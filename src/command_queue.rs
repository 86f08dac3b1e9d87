/*
    Copyright © 2023, ParallelChain Lab
    Licensed under the Apache License, Version 2.0: http://www.apache.org/licenses/LICENSE-2.0
*/

//! Buffering of submitted command hashes into proposal-sized batches, and the registry of
//! decision callbacks.
//!
//! Every submission registers its callback under the command hash; the callback fires with a
//! [`Finality`] when the command commits. Submitting a hash that is already waiting resolves the
//! *new* callback immediately with an empty finality. Only the current proposer buffers hashes
//! for batching — on every other replica a submission registers the callback and stops.

use std::collections::{HashMap, VecDeque};

use crate::types::basic::{CryptoHash, Finality, ReplicaID};

/// Called exactly once with the command's finality.
pub type DecisionCallback = Box<dyn FnOnce(Finality) + Send>;

/// What [`CommandQueue::enqueue`] did with a submission.
pub(crate) enum EnqueueOutcome {
    /// The command was buffered and the buffer reached `blk_size`: time to beat.
    BatchReady,

    /// The command was buffered (proposer) or registered only (non-proposer).
    Buffered,

    /// The command was already waiting; the new callback was resolved with an empty finality.
    Duplicate,
}

pub(crate) struct CommandQueue {
    id: ReplicaID,
    blk_size: usize,
    decision_waiting: HashMap<CryptoHash, DecisionCallback>,
    buffer: VecDeque<CryptoHash>,
}

impl CommandQueue {
    pub(crate) fn new(id: ReplicaID, blk_size: usize) -> CommandQueue {
        CommandQueue {
            id,
            blk_size: blk_size.max(1),
            decision_waiting: HashMap::new(),
            buffer: VecDeque::new(),
        }
    }

    /// Register a submission. `is_proposer` decides whether the hash also enters the batch
    /// buffer.
    pub(crate) fn enqueue(
        &mut self,
        cmd_hash: CryptoHash,
        callback: DecisionCallback,
        is_proposer: bool,
    ) -> EnqueueOutcome {
        if self.decision_waiting.contains_key(&cmd_hash) {
            callback(Finality::empty(self.id, cmd_hash));
            return EnqueueOutcome::Duplicate;
        }
        self.decision_waiting.insert(cmd_hash, callback);

        if !is_proposer {
            return EnqueueOutcome::Buffered;
        }

        self.buffer.push_back(cmd_hash);
        if self.buffer.len() >= self.blk_size {
            EnqueueOutcome::BatchReady
        } else {
            EnqueueOutcome::Buffered
        }
    }

    /// Drain up to `blk_size` buffered hashes for the next proposal. May return fewer — or none,
    /// when a QC-finish-triggered beat pipelines an empty block.
    pub(crate) fn drain_batch(&mut self) -> Vec<CryptoHash> {
        let take = self.buffer.len().min(self.blk_size);
        self.buffer.drain(..take).collect()
    }

    /// Resolve the decision callback waiting on `finality.cmd_hash`, if any.
    pub(crate) fn resolve(&mut self, finality: Finality) {
        if let Some(callback) = self.decision_waiting.remove(&finality.cmd_hash) {
            callback(finality);
        }
    }

    pub(crate) fn decisions_waiting(&self) -> usize {
        self.decision_waiting.len()
    }
}

#[cfg(test)]
mod tests {
    use super::*;
    use std::sync::{Arc, Mutex};

    fn recording_callback(sink: &Arc<Mutex<Vec<Finality>>>) -> DecisionCallback {
        let sink = sink.clone();
        Box::new(move |finality| sink.lock().unwrap().push(finality))
    }

    #[test]
    fn duplicate_submission_resolves_immediately_with_empty_finality() {
        let mut queue = CommandQueue::new(ReplicaID::new(0), 2);
        let sink = Arc::new(Mutex::new(Vec::new()));
        let cmd = CryptoHash::new([1u8; 32]);

        assert!(matches!(
            queue.enqueue(cmd, recording_callback(&sink), true),
            EnqueueOutcome::Buffered
        ));
        assert!(matches!(
            queue.enqueue(cmd, recording_callback(&sink), true),
            EnqueueOutcome::Duplicate
        ));

        let resolved = sink.lock().unwrap();
        assert_eq!(resolved.len(), 1);
        assert_eq!(resolved[0].decision, 0);
        assert_eq!(resolved[0].cmd_hash, cmd);
    }

    #[test]
    fn batch_is_ready_at_blk_size_and_drains_exactly_blk_size() {
        let mut queue = CommandQueue::new(ReplicaID::new(0), 2);
        let sink = Arc::new(Mutex::new(Vec::new()));

        let cmds: Vec<CryptoHash> = (0..3).map(|i| CryptoHash::new([i; 32])).collect();
        assert!(matches!(
            queue.enqueue(cmds[0], recording_callback(&sink), true),
            EnqueueOutcome::Buffered
        ));
        assert!(matches!(
            queue.enqueue(cmds[1], recording_callback(&sink), true),
            EnqueueOutcome::BatchReady
        ));
        assert!(matches!(
            queue.enqueue(cmds[2], recording_callback(&sink), true),
            EnqueueOutcome::Buffered
        ));

        assert_eq!(queue.drain_batch(), vec![cmds[0], cmds[1]]);
        assert_eq!(queue.drain_batch(), vec![cmds[2]]);
        assert!(queue.drain_batch().is_empty());
    }

    #[test]
    fn non_proposer_registers_but_does_not_buffer() {
        let mut queue = CommandQueue::new(ReplicaID::new(1), 1);
        let sink = Arc::new(Mutex::new(Vec::new()));
        let cmd = CryptoHash::new([7u8; 32]);

        assert!(matches!(
            queue.enqueue(cmd, recording_callback(&sink), false),
            EnqueueOutcome::Buffered
        ));
        assert!(queue.drain_batch().is_empty());
        assert_eq!(queue.decisions_waiting(), 1);

        // The callback still resolves on commit.
        queue.resolve(Finality {
            replica: ReplicaID::new(1),
            decision: 1,
            cmd_idx: 0,
            blk_height: crate::types::basic::BlockHeight::new(1),
            cmd_hash: cmd,
            blk_hash: CryptoHash::new([9u8; 32]),
        });
        assert_eq!(sink.lock().unwrap().len(), 1);
        assert_eq!(queue.decisions_waiting(), 0);
    }
}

• Exercise: Track down every line in the entries that includes the string "under", and copy it.

• The completed task:
    Licensed under the Apache License, Version 2.0: http://www.apache.org/licenses/LICENSE-2.0
//! Every submission registers its callback under the command hash; the callback fires with a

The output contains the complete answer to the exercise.